Directions for this task
The full listing below should be printed word for word.

|---|

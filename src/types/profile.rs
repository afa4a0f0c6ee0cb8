use super::{App, BrowserName, BrowserType};
use serde::{Deserialize, Serialize};

/// Classification result for one set of [`PlatformSignals`](super::PlatformSignals).
///
/// Serializes to the camelCase shape browser front-ends expect, e.g.
/// `{"userAgent": ..., "browserType": "embedded-facebook", "platform": {"isIOS": true, ...}}`.
#[derive(Debug, Clone, PartialEq, Eq, Serialize, Deserialize)]
#[serde(rename_all = "camelCase")]
pub struct EnvironmentProfile {
    pub user_agent: String,
    pub browser_name: BrowserName,
    pub browser_type: BrowserType,
    pub is_embedded: bool,
    pub platform: PlatformFlags,
    pub apps: AppFlags,
    pub details: WebViewEvidence,
}

impl EnvironmentProfile {
    /// "Mobile" or "Desktop".
    pub fn device_label(&self) -> &'static str {
        if self.platform.is_mobile {
            "Mobile"
        } else {
            "Desktop"
        }
    }
}

#[derive(Debug, Clone, Copy, Default, PartialEq, Eq, Serialize, Deserialize)]
pub struct PlatformFlags {
    #[serde(rename = "isAndroid")]
    pub is_android: bool,
    #[serde(rename = "isIOS")]
    pub is_ios: bool,
    #[serde(rename = "isMobile")]
    pub is_mobile: bool,
}

/// Which host apps the user agent mentions, regardless of WebView evidence.
#[derive(Debug, Clone, Copy, Default, PartialEq, Eq, Serialize, Deserialize)]
pub struct AppFlags {
    #[serde(rename = "isFacebook")]
    pub is_facebook: bool,
    #[serde(rename = "isInstagram")]
    pub is_instagram: bool,
    #[serde(rename = "isTwitter")]
    pub is_twitter: bool,
    #[serde(rename = "isLinkedIn")]
    pub is_linkedin: bool,
}

impl AppFlags {
    pub(crate) fn set(&mut self, app: App) {
        match app {
            App::Facebook => self.is_facebook = true,
            App::Instagram => self.is_instagram = true,
            App::Twitter => self.is_twitter = true,
            App::LinkedIn => self.is_linkedin = true,
        }
    }

    pub fn contains(&self, app: App) -> bool {
        match app {
            App::Facebook => self.is_facebook,
            App::Instagram => self.is_instagram,
            App::Twitter => self.is_twitter,
            App::LinkedIn => self.is_linkedin,
        }
    }
}

/// The individual pieces of evidence behind `is_embedded`.
#[derive(Debug, Clone, Copy, Default, PartialEq, Eq, Serialize, Deserialize)]
pub struct WebViewEvidence {
    #[serde(rename = "isAndroidWebView")]
    pub is_android_webview: bool,
    #[serde(rename = "isIOSWebView")]
    pub is_ios_webview: bool,
    #[serde(rename = "hasWebViewBridge")]
    pub has_webview_bridge: bool,
}

impl WebViewEvidence {
    pub fn any(&self) -> bool {
        self.is_android_webview || self.is_ios_webview || self.has_webview_bridge
    }
}
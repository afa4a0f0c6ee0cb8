/// Host apps known to open links in their own in-app browser.
#[derive(Debug, Clone, Copy, PartialEq, Eq, Hash)]
pub enum App {
    Facebook,
    Instagram,
    Twitter,
    LinkedIn,
}

impl App {
    pub fn from_str(s: &str) -> Option<Self> {
        match s.to_lowercase().as_str() {
            "facebook" => Some(Self::Facebook),
            "instagram" => Some(Self::Instagram),
            "twitter" => Some(Self::Twitter),
            "linkedin" => Some(Self::LinkedIn),
            _ => None,
        }
    }

    pub fn as_str(&self) -> &'static str {
        match self {
            Self::Facebook => "facebook",
            Self::Instagram => "instagram",
            Self::Twitter => "twitter",
            Self::LinkedIn => "linkedin",
        }
    }
}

|---|

Result of this task
filename src/types/profile.rs
repository afa4a0f0c6ee0cb8
use super::{App, BrowserName, BrowserType};
use serde::{Deserialize, Serialize};

/// Classification result for one set of [`PlatformSignals`](super::PlatformSignals).
///
/// Serializes to the camelCase shape browser front-ends expect, e.g.
/// `{"userAgent": ..., "browserType": "embedded-facebook", "platform": {"isIOS": true, ...}}`.
#[derive(Debug, Clone, PartialEq, Eq, Serialize, Deserialize)]
#[serde(rename_all = "camelCase")]
pub struct EnvironmentProfile {
    pub user_agent: String,
    pub browser_name: BrowserName,
    pub browser_type: BrowserType,
    pub is_embedded: bool,
    pub platform: PlatformFlags,
    pub apps: AppFlags,
    pub details: WebViewEvidence,
}

impl EnvironmentProfile {
    /// "Mobile" or "Desktop".
    pub fn device_label(&self) -> &'static str {
        if self.platform.is_mobile {
            "Mobile"
        } else {
            "Desktop"
        }
    }
}

#[derive(Debug, Clone, Copy, Default, PartialEq, Eq, Serialize, Deserialize)]
pub struct PlatformFlags {
    #[serde(rename = "isAndroid")]
    pub is_android: bool,
    #[serde(rename = "isIOS")]
    pub is_ios: bool,
    #[serde(rename = "isMobile")]
    pub is_mobile: bool,
}

/// Which host apps the user agent mentions, regardless of WebView evidence.
#[derive(Debug, Clone, Copy, Default, PartialEq, Eq, Serialize, Deserialize)]
pub struct AppFlags {
    #[serde(rename = "isFacebook")]
    pub is_facebook: bool,
    #[serde(rename = "isInstagram")]
    pub is_instagram: bool,
    #[serde(rename = "isTwitter")]
    pub is_twitter: bool,
    #[serde(rename = "isLinkedIn")]
    pub is_linkedin: bool,
}

impl AppFlags {
    pub(crate) fn set(&mut self, app: App) {
        match app {
            App::Facebook => self.is_facebook = true,
            App::Instagram => self.is_instagram = true,
            App::Twitter => self.is_twitter = true,
            App::LinkedIn => self.is_linkedin = true,
        }
    }

    pub fn contains(&self, app: App) -> bool {
        match app {
            App::Facebook => self.is_facebook,
            App::Instagram => self.is_instagram,
            App::Twitter => self.is_twitter,
            App::LinkedIn => self.is_linkedin,
        }
    }
}

/// The individual pieces of evidence behind `is_embedded`.
#[derive(Debug, Clone, Copy, Default, PartialEq, Eq, Serialize, Deserialize)]
pub struct WebViewEvidence {
    #[serde(rename = "isAndroidWebView")]
    pub is_android_webview: bool,
    #[serde(rename = "isIOSWebView")]
    pub is_ios_webview: bool,
    #[serde(rename = "hasWebViewBridge")]
    pub has_webview_bridge: bool,
}

impl WebViewEvidence {
    pub fn any(&self) -> bool {
        self.is_android_webview || self.is_ios_webview || self.has_webview_bridge
    }
}
repository afa4a0f0c6ee0cb8
/// Host apps known to open links in their own in-app browser.
#[derive(Debug, Clone, Copy, PartialEq, Eq, Hash)]
pub enum App {
    Facebook,
    Instagram,
    Twitter,
    LinkedIn,
}

impl App {
    pub fn from_str(s: &str) -> Option<Self> {
        match s.to_lowercase().as_str() {
            "facebook" => Some(Self::Facebook),
            "instagram" => Some(Self::Instagram),
            "twitter" => Some(Self::Twitter),
            "linkedin" => Some(Self::LinkedIn),
            _ => None,
        }
    }

    pub fn as_str(&self) -> &'static str {
        match self {
            Self::Facebook => "facebook",
            Self::Instagram => "instagram",
            Self::Twitter => "twitter",
            Self::LinkedIn => "linkedin",
        }
    }
}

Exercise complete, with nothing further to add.